= Smoke damper =

Fire protection products

Smoke dampers are passive fire protection products used in air conditioning and ventilation ductwork or installed in physical smoke barriers (e.g., walls).

==Use==
Smoke damper may be used to prevent the spread of smoke from the space of fire origin to other spaces in the same building. A combination of fans and dampers can exhaust smoke from an area while pressurizing the smoke-free areas around the affected area (inhibiting smoke infiltration into additional areas). It may also be used to maintain the required concentration of a fire suppression clean agent in a space, as installed in supply air ducts to restrict the introduction of air into the space, and as installed in return or exhaust air ducts to restrict the depletion of the clean agent from the space. Smoke dampers are usually installed by sheet metal contractors.

Smoke dampers can be activated by the fire alarm system, usually initiated by smoke detectors, or interlocked with a fire suppression system. Smoke dampers close by an electric or pneumatic actuator, or a spring actuator, and can be either manually reset or driven open on a reset signal to the electric or pneumatic actuator.

Combination fire/smoke dampers are also available if a smoke barrier is desired at the same location as a fire barrier.

Fire dampers and smoke dampers are an integral and essential part of a building's passive fire protection system.

===Inspection and maintenance===
As with any other element of a building's passive fire protection system, smoke dampers need to be maintained, inspected and repaired to ensure they are in working order. The National Fire Protection Association (NFPA) requires the testing, maintenance and repair of smoke dampers as mandated in the Life Safety Code. NFPA 105 states [that] each damper shall be tested and inspected one year after installation. The test and inspection frequency shall then be every 4 years, except in hospitals, where the frequency shall be every 6 years. The code also states that the damper shall be actuated and cycled. The inspections must be document indicating the location of the damper, date of inspection, name of inspector, and deficiencies discovered.

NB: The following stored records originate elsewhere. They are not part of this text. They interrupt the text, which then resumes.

//! WGSL shaders and pipeline builders for the distance-field passes.

use super::uniform_writer::CURVE_UNIFORM_SIZE;

/// Color format of every field and atlas target.
pub const FIELD_FORMAT: wgpu::TextureFormat = wgpu::TextureFormat::Rgba8Unorm;

/// Depth format of curve scratch targets.
pub const DEPTH_FORMAT: wgpu::TextureFormat = wgpu::TextureFormat::Depth32Float;

/// Ribbon subdivisions per curve unless configured otherwise.
pub const DEFAULT_CURVE_SEGMENTS: u32 = 32;

/// Blit uniform block: the clear color the copied region is composited over.
pub const BLIT_UNIFORM_SIZE: u64 = 16;

/// Vertices in a ribbon of `segments` segments: three per chunk (outer
/// left, on-curve, outer right), one chunk per segment boundary.
pub const fn ribbon_vertex_count(segments: u32) -> u32 {
    (segments + 1) * 3
}

/// Triangle-list indices for a ribbon of `segments` segments.
///
/// Each segment joins chunk `i` to chunk `i + 1` with four triangles, two on
/// each side of the curve, so no triangle straddles the curve itself.
pub fn ribbon_indices(segments: u32) -> Vec<u32> {
    let mut out = Vec::with_capacity(segments as usize * 12);
    for i in 0..segments {
        let b = i * 3;
        out.extend_from_slice(&[
            b,
            b + 3,
            b + 1,
            b + 1,
            b + 3,
            b + 4,
            b + 1,
            b + 4,
            b + 2,
            b + 2,
            b + 4,
            b + 5,
        ]);
    }
    out
}

// --- WGSL Shaders ---

const CURVE_SHADER_SRC: &str = "
struct Curve {
    projection: mat4x4<f32>,
    ahha_x: vec4<f32>,
    ahha_y: vec4<f32>,
    padding: f32,
    winding: f32,
    kind: u32,
    segments: u32,
}

@group(0) @binding(0) var<uniform> curve: Curve;

struct VertexOutput {
    @builtin(position) position: vec4<f32>,
    @location(0) side: f32,
}

fn cubic_at(v: vec4<f32>, t: f32) -> f32 {
    let mt = 1.0 - t;
    return mt * mt * mt * v.x + 3.0 * mt * mt * t * v.y + 3.0 * mt * t * t * v.z + t * t * t * v.w;
}

fn cubic_slope(v: vec4<f32>, t: f32) -> f32 {
    let mt = 1.0 - t;
    return 3.0 * mt * mt * (v.y - v.x) + 6.0 * mt * t * (v.z - v.y) + 3.0 * t * t * (v.w - v.z);
}

// Quadratics keep their control point in the first handle.
fn quadratic_at(v: vec4<f32>, t: f32) -> f32 {
    let mt = 1.0 - t;
    return mt * mt * v.x + 2.0 * mt * t * v.y + t * t * v.w;
}

fn quadratic_slope(v: vec4<f32>, t: f32) -> f32 {
    return 2.0 * (1.0 - t) * (v.y - v.x) + 2.0 * t * (v.w - v.y);
}

fn point_at(t: f32) -> vec2<f32> {
    switch curve.kind {
        case 0u: {
            let a = vec2<f32>(curve.ahha_x.x, curve.ahha_y.x);
            let b = vec2<f32>(curve.ahha_x.w, curve.ahha_y.w);
            return mix(a, b, t);
        }
        case 1u: {
            return vec2<f32>(quadratic_at(curve.ahha_x, t), quadratic_at(curve.ahha_y, t));
        }
        default: {
            return vec2<f32>(cubic_at(curve.ahha_x, t), cubic_at(curve.ahha_y, t));
        }
    }
}

fn tangent_at(t: f32) -> vec2<f32> {
    let chord = vec2<f32>(curve.ahha_x.w - curve.ahha_x.x, curve.ahha_y.w - curve.ahha_y.x);
    var d = chord;
    switch curve.kind {
        case 1u: {
            d = vec2<f32>(quadratic_slope(curve.ahha_x, t), quadratic_slope(curve.ahha_y, t));
        }
        case 2u: {
            d = vec2<f32>(cubic_slope(curve.ahha_x, t), cubic_slope(curve.ahha_y, t));
        }
        default: {}
    }
    // Handles coinciding with an anchor give a zero derivative at that end.
    if (dot(d, d) < 1e-12) {
        d = chord;
    }
    if (dot(d, d) < 1e-12) {
        d = vec2<f32>(1.0, 0.0);
    }
    return normalize(d);
}

@vertex
fn vs_main(@builtin(vertex_index) vi: u32) -> VertexOutput {
    let chunk = vi / 3u;
    let side = f32(vi % 3u) - 1.0;
    let t = f32(chunk) / f32(max(curve.segments, 1u));

    let dir = tangent_at(t);
    let normal = vec2<f32>(-dir.y, dir.x);
    let pos = point_at(t) + normal * side * curve.padding;

    var out: VertexOutput;
    out.position = curve.projection * vec4<f32>(pos, 0.0, 1.0);
    // Nearest-to-curve wins where the ribbon folds over itself.
    out.position.z = abs(side);
    out.side = side;
    return out;
}

@fragment
fn fs_main(input: VertexOutput) -> @location(0) vec4<f32> {
    let v = 0.5 + 0.5 * input.side * curve.winding;
    return vec4<f32>(v, v, v, 1.0);
}
";

/// Shared full-target quad, drawn as a 4-vertex triangle strip.
const FULLSCREEN_VS: &str = "
struct VertexOutput {
    @builtin(position) position: vec4<f32>,
    @location(0) uv: vec2<f32>,
}

@vertex
fn vs_main(@builtin(vertex_index) vi: u32) -> VertexOutput {
    let corner = vec2<f32>(f32(vi & 1u), f32((vi >> 1u) & 1u));
    var out: VertexOutput;
    out.position = vec4<f32>(corner * 2.0 - 1.0, 0.0, 1.0);
    out.uv = vec2<f32>(corner.x, 1.0 - corner.y);
    return out;
}
";

const ACCUMULATE_FS: &str = "
@group(0) @binding(0) var previous_field: texture_2d<f32>;
@group(0) @binding(1) var incoming_field: texture_2d<f32>;

@fragment
fn fs_main(input: VertexOutput) -> @location(0) vec4<f32> {
    let p = vec2<i32>(floor(input.position.xy));
    let prev = textureLoad(previous_field, p, 0);
    let inc = textureLoad(incoming_field, p, 0);
    if (inc.a <= 0.0) {
        return prev;
    }
    if (prev.a <= 0.0) {
        return inc;
    }
    if (abs(inc.r - 0.5) < abs(prev.r - 0.5)) {
        return inc;
    }
    return prev;
}
";

const MERGE_FS: &str = "
@group(0) @binding(0) var channel_r: texture_2d<f32>;
@group(0) @binding(1) var channel_g: texture_2d<f32>;
@group(0) @binding(2) var channel_b: texture_2d<f32>;

@fragment
fn fs_main(input: VertexOutput) -> @location(0) vec4<f32> {
    let p = vec2<i32>(floor(input.position.xy));
    let r = textureLoad(channel_r, p, 0);
    let g = textureLoad(channel_g, p, 0);
    let b = textureLoad(channel_b, p, 0);
    return vec4<f32>(r.r, g.r, b.r, max(r.a, max(g.a, b.a)));
}
";

const BLIT_FS: &str = "
@group(0) @binding(0) var source: texture_2d<f32>;
@group(0) @binding(1) var source_sampler: sampler;
@group(0) @binding(2) var<uniform> clear_color: vec4<f32>;

@fragment
fn fs_main(input: VertexOutput) -> @location(0) vec4<f32> {
    let s = textureSample(source, source_sampler, input.uv);
    return mix(clear_color, vec4<f32>(s.rgb, 1.0), s.a);
}
";

/// Full-target passes built on [`FULLSCREEN_VS`].
#[derive(Debug, Clone, Copy, PartialEq, Eq)]
pub enum FullscreenPass {
    Accumulate,
    Merge,
    Blit,
}

impl FullscreenPass {
    fn label(self) -> &'static str {
        match self {
            Self::Accumulate => "accumulate",
            Self::Merge => "merge",
            Self::Blit => "blit",
        }
    }

    fn fragment_src(self) -> &'static str {
        match self {
            Self::Accumulate => ACCUMULATE_FS,
            Self::Merge => MERGE_FS,
            Self::Blit => BLIT_FS,
        }
    }

    /// Full WGSL module source.
    pub fn shader_src(self) -> String {
        format!("{FULLSCREEN_VS}\n{}", self.fragment_src())
    }
}

// --- Bind group layouts ---

/// Curve uniform layout: group(0) binding(0) = curve block.
pub fn create_curve_bind_group_layout(device: &wgpu::Device) -> wgpu::BindGroupLayout {
    device.create_bind_group_layout(&wgpu::BindGroupLayoutDescriptor {
        label: Some("curve_bind_group_layout"),
        entries: &[wgpu::BindGroupLayoutEntry {
            binding: 0,
            visibility: wgpu::ShaderStages::VERTEX_FRAGMENT,
            ty: wgpu::BindingType::Buffer {
                ty: wgpu::BufferBindingType::Uniform,
                has_dynamic_offset: false,
                min_binding_size: wgpu::BufferSize::new(CURVE_UNIFORM_SIZE),
            },
            count: None,
        }],
    })
}

fn field_texture_entry(binding: u32) -> wgpu::BindGroupLayoutEntry {
    wgpu::BindGroupLayoutEntry {
        binding,
        visibility: wgpu::ShaderStages::FRAGMENT,
        ty: wgpu::BindingType::Texture {
            sample_type: wgpu::TextureSampleType::Float { filterable: true },
            view_dimension: wgpu::TextureViewDimension::D2,
            multisampled: false,
        },
        count: None,
    }
}

/// Layout for `count` loaded (unsampled) field textures at bindings `0..count`.
pub fn create_fields_bind_group_layout(
    device: &wgpu::Device,
    count: u32,
    label: &str,
) -> wgpu::BindGroupLayout {
    let entries: Vec<_> = (0..count).map(field_texture_entry).collect();
    device.create_bind_group_layout(&wgpu::BindGroupLayoutDescriptor {
        label: Some(label),
        entries: &entries,
    })
}

/// Blit layout: binding(0) = source texture, binding(1) = sampler,
/// binding(2) = clear color uniform.
pub fn create_blit_bind_group_layout(device: &wgpu::Device) -> wgpu::BindGroupLayout {
    device.create_bind_group_layout(&wgpu::BindGroupLayoutDescriptor {
        label: Some("blit_bind_group_layout"),
        entries: &[
            field_texture_entry(0),
            wgpu::BindGroupLayoutEntry {
                binding: 1,
                visibility: wgpu::ShaderStages::FRAGMENT,
                ty: wgpu::BindingType::Sampler(wgpu::SamplerBindingType::Filtering),
                count: None,
            },
            wgpu::BindGroupLayoutEntry {
                binding: 2,
                visibility: wgpu::ShaderStages::FRAGMENT,
                ty: wgpu::BindingType::Buffer {
                    ty: wgpu::BufferBindingType::Uniform,
                    has_dynamic_offset: false,
                    min_binding_size: wgpu::BufferSize::new(BLIT_UNIFORM_SIZE),
                },
                count: None,
            },
        ],
    })
}

// --- Pipeline creation ---

/// Curve ribbon pipeline: indexed triangle list, depth-tested, no blending.
pub fn create_curve_pipeline(
    device: &wgpu::Device,
    curve_layout: &wgpu::BindGroupLayout,
    pipeline_cache: Option<&wgpu::PipelineCache>,
) -> wgpu::RenderPipeline {
    let shader = device.create_shader_module(wgpu::ShaderModuleDescriptor {
        label: Some("curve_shader"),
        source: wgpu::ShaderSource::Wgsl(CURVE_SHADER_SRC.into()),
    });

    let pipeline_layout = device.create_pipeline_layout(&wgpu::PipelineLayoutDescriptor {
        label: Some("curve_pipeline_layout"),
        bind_group_layouts: &[curve_layout],
        immediate_size: 0,
    });

    device.create_render_pipeline(&wgpu::RenderPipelineDescriptor {
        label: Some("curve_pipeline"),
        layout: Some(&pipeline_layout),
        vertex: wgpu::VertexState {
            module: &shader,
            entry_point: Some("vs_main"),
            compilation_options: wgpu::PipelineCompilationOptions::default(),
            buffers: &[],
        },
        fragment: Some(wgpu::FragmentState {
            module: &shader,
            entry_point: Some("fs_main"),
            compilation_options: wgpu::PipelineCompilationOptions::default(),
            targets: &[Some(wgpu::ColorTargetState {
                format: FIELD_FORMAT,
                blend: None,
                write_mask: wgpu::ColorWrites::ALL,
            })],
        }),
        primitive: wgpu::PrimitiveState {
            topology: wgpu::PrimitiveTopology::TriangleList,
            strip_index_format: None,
            front_face: wgpu::FrontFace::Ccw,
            cull_mode: None,
            unclipped_depth: false,
            polygon_mode: wgpu::PolygonMode::Fill,
            conservative: false,
        },
        depth_stencil: Some(wgpu::DepthStencilState {
            format: DEPTH_FORMAT,
            depth_write_enabled: true,
            depth_compare: wgpu::CompareFunction::Less,
            stencil: wgpu::StencilState::default(),
            bias: wgpu::DepthBiasState::default(),
        }),
        multisample: wgpu::MultisampleState::default(),
        multiview_mask: None,
        cache: pipeline_cache,
    })
}

/// Full-target pipeline for one of the combine or blit passes.
pub fn create_fullscreen_pipeline(
    device: &wgpu::Device,
    pass: FullscreenPass,
    layout: &wgpu::BindGroupLayout,
    pipeline_cache: Option<&wgpu::PipelineCache>,
) -> wgpu::RenderPipeline {
    let label = pass.label();
    let shader = device.create_shader_module(wgpu::ShaderModuleDescriptor {
        label: Some(label),
        source: wgpu::ShaderSource::Wgsl(pass.shader_src().into()),
    });

    let pipeline_layout = device.create_pipeline_layout(&wgpu::PipelineLayoutDescriptor {
        label: Some(label),
        bind_group_layouts: &[layout],
        immediate_size: 0,
    });

    device.create_render_pipeline(&wgpu::RenderPipelineDescriptor {
        label: Some(label),
        layout: Some(&pipeline_layout),
        vertex: wgpu::VertexState {
            module: &shader,
            entry_point: Some("vs_main"),
            compilation_options: wgpu::PipelineCompilationOptions::default(),
            buffers: &[],
        },
        fragment: Some(wgpu::FragmentState {
            module: &shader,
            entry_point: Some("fs_main"),
            compilation_options: wgpu::PipelineCompilationOptions::default(),
            targets: &[Some(wgpu::ColorTargetState {
                format: FIELD_FORMAT,
                blend: None,
                write_mask: wgpu::ColorWrites::ALL,
            })],
        }),
        primitive: wgpu::PrimitiveState {
            topology: wgpu::PrimitiveTopology::TriangleStrip,
            strip_index_format: None,
            front_face: wgpu::FrontFace::Ccw,
            cull_mode: None,
            unclipped_depth: false,
            polygon_mode: wgpu::PolygonMode::Fill,
            conservative: false,
        },
        depth_stencil: None,
        multisample: wgpu::MultisampleState::default(),
        multiview_mask: None,
        cache: pipeline_cache,
    })
}

#[cfg(test)]
mod tests {
    use super::{FullscreenPass, ribbon_indices, ribbon_vertex_count};

    #[test]
    fn ribbon_indices_stay_in_range() {
        let segments = 32;
        let indices = ribbon_indices(segments);
        assert_eq!(indices.len(), 32 * 12);
        let max = indices.iter().copied().max().unwrap();
        assert_eq!(max, ribbon_vertex_count(segments) - 1);
    }

    #[test]
    fn ribbon_triangles_never_straddle_the_curve() {
        // Vertex `i % 3` is the side: 0 outer left, 1 on-curve, 2 outer right.
        for tri in ribbon_indices(8).chunks(3) {
            let sides: Vec<u32> = tri.iter().map(|i| i % 3).collect();
            assert!(
                !(sides.contains(&0) && sides.contains(&2)),
                "triangle {tri:?} spans both sides"
            );
        }
    }

    #[test]
    fn first_segment_pattern() {
        assert_eq!(ribbon_indices(1), vec![0, 3, 1, 1, 3, 4, 1, 4, 2, 2, 4, 5]);
    }

    #[test]
    fn fullscreen_shaders_share_vertex_stage() {
        for pass in [FullscreenPass::Accumulate, FullscreenPass::Merge, FullscreenPass::Blit] {
            let src = pass.shader_src();
            assert!(src.contains("fn vs_main"));
            assert!(src.contains("fn fs_main"));
        }
    }
}
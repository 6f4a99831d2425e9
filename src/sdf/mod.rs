//! Distance field generation by GPU rasterization of curve ribbons.
//!
//! Each curve is drawn as a ribbon whose fragments encode the signed,
//! padding-normalized distance to the curve: 0.5 on the curve itself,
//! toward 0 or 1 on either side depending on winding. Curves are folded
//! together by keeping, per texel, the value nearest 0.5.
//!
//! [`SdfGenerator`] produces one such field. [`MsdfGenerator`] runs three of
//! them with overlapping curve subsets and merges them into RGB.

mod double_buffer;
mod multi;
mod preview;
mod single;

pub use double_buffer::DoubleBuffer;
pub use multi::MsdfGenerator;
pub use preview::{PreviewKind, PreviewQuad};
pub use single::SdfGenerator;

use serde::{Deserialize, Serialize};

use crate::curve::CurvePrimitive;
use crate::geometry::PixelSize;
use crate::gpu::{RenderBackend, TargetId, TextureFilter};

/// Which generator bakes glyphs.
#[derive(Debug, Clone, Copy, PartialEq, Eq, Hash, Default, Serialize, Deserialize)]
#[serde(rename_all = "lowercase")]
pub enum DistanceFieldMode {
    #[default]
    Sdf,
    Msdf,
}

/// Either generator behind one interface.
#[derive(Debug)]
pub enum FieldGenerator {
    Sdf(SdfGenerator),
    Msdf(MsdfGenerator),
}

impl FieldGenerator {
    pub fn new(
        backend: &mut dyn RenderBackend,
        mode: DistanceFieldMode,
        size: PixelSize,
        pixel_density: f32,
        filter: TextureFilter,
    ) -> Self {
        match mode {
            DistanceFieldMode::Sdf => {
                Self::Sdf(SdfGenerator::new(backend, size, pixel_density, filter))
            }
            DistanceFieldMode::Msdf => {
                Self::Msdf(MsdfGenerator::new(backend, size, pixel_density, filter))
            }
        }
    }

    pub fn mode(&self) -> DistanceFieldMode {
        match self {
            Self::Sdf(_) => DistanceFieldMode::Sdf,
            Self::Msdf(_) => DistanceFieldMode::Msdf,
        }
    }

    pub fn add(&mut self, curve: CurvePrimitive) {
        match self {
            Self::Sdf(g) => g.add(curve),
            Self::Msdf(g) => g.add(curve),
        }
    }

    pub fn render(&mut self, backend: &mut dyn RenderBackend) {
        match self {
            Self::Sdf(g) => g.render(backend),
            Self::Msdf(g) => g.render(backend),
        }
    }

    pub fn resize(
        &mut self,
        backend: &mut dyn RenderBackend,
        size: PixelSize,
        pixel_density: f32,
    ) -> bool {
        match self {
            Self::Sdf(g) => g.resize(backend, size, pixel_density),
            Self::Msdf(g) => {
                g.resize(backend, size.width as f32, size.height as f32, pixel_density)
            }
        }
    }

    pub fn size(&self) -> PixelSize {
        match self {
            Self::Sdf(g) => g.size(),
            Self::Msdf(g) => g.size(),
        }
    }

    /// The finished field, valid after [`render`](Self::render).
    pub fn texture(&self) -> TargetId {
        match self {
            Self::Sdf(g) => g.texture(),
            Self::Msdf(g) => g.texture(),
        }
    }

    pub fn raw_preview(&self) -> PreviewQuad {
        match self {
            Self::Sdf(g) => g.raw_preview(),
            Self::Msdf(g) => g.raw_preview(),
        }
    }

    pub fn distance_test_preview(&self) -> PreviewQuad {
        match self {
            Self::Sdf(g) => g.distance_test_preview(),
            Self::Msdf(g) => g.distance_test_preview(),
        }
    }

    pub fn channels_preview(&self) -> Vec<PreviewQuad> {
        match self {
            Self::Sdf(g) => g.channels_preview(),
            Self::Msdf(g) => g.channels_preview(),
        }
    }

    pub fn release(self, backend: &mut dyn RenderBackend) {
        match self {
            Self::Sdf(g) => g.release(backend),
            Self::Msdf(g) => g.release(backend),
        }
    }
}

#[cfg(test)]
mod tests;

As with fire damper inspections, smoke damper inspections are required by Authorities Having Jurisdiction (AHJ's). The International Code Council, the Joint Commission, NFPA and State Fire Marshals require these inspections as part of a Building's Life Safety Plan.

===Repair ===
NFPA 105 requires that "if a damper is not operable, repairs shall begin as soon as possible". The repair of smoke dampers is more complicated as compared to fire dampers due to actuator replacement.

==Certification==
According to Underwriter's Laboratory, "smoke dampers certified by UL carry a leakage class rating that indicates the level of air leakage measured through the damper under test conditions."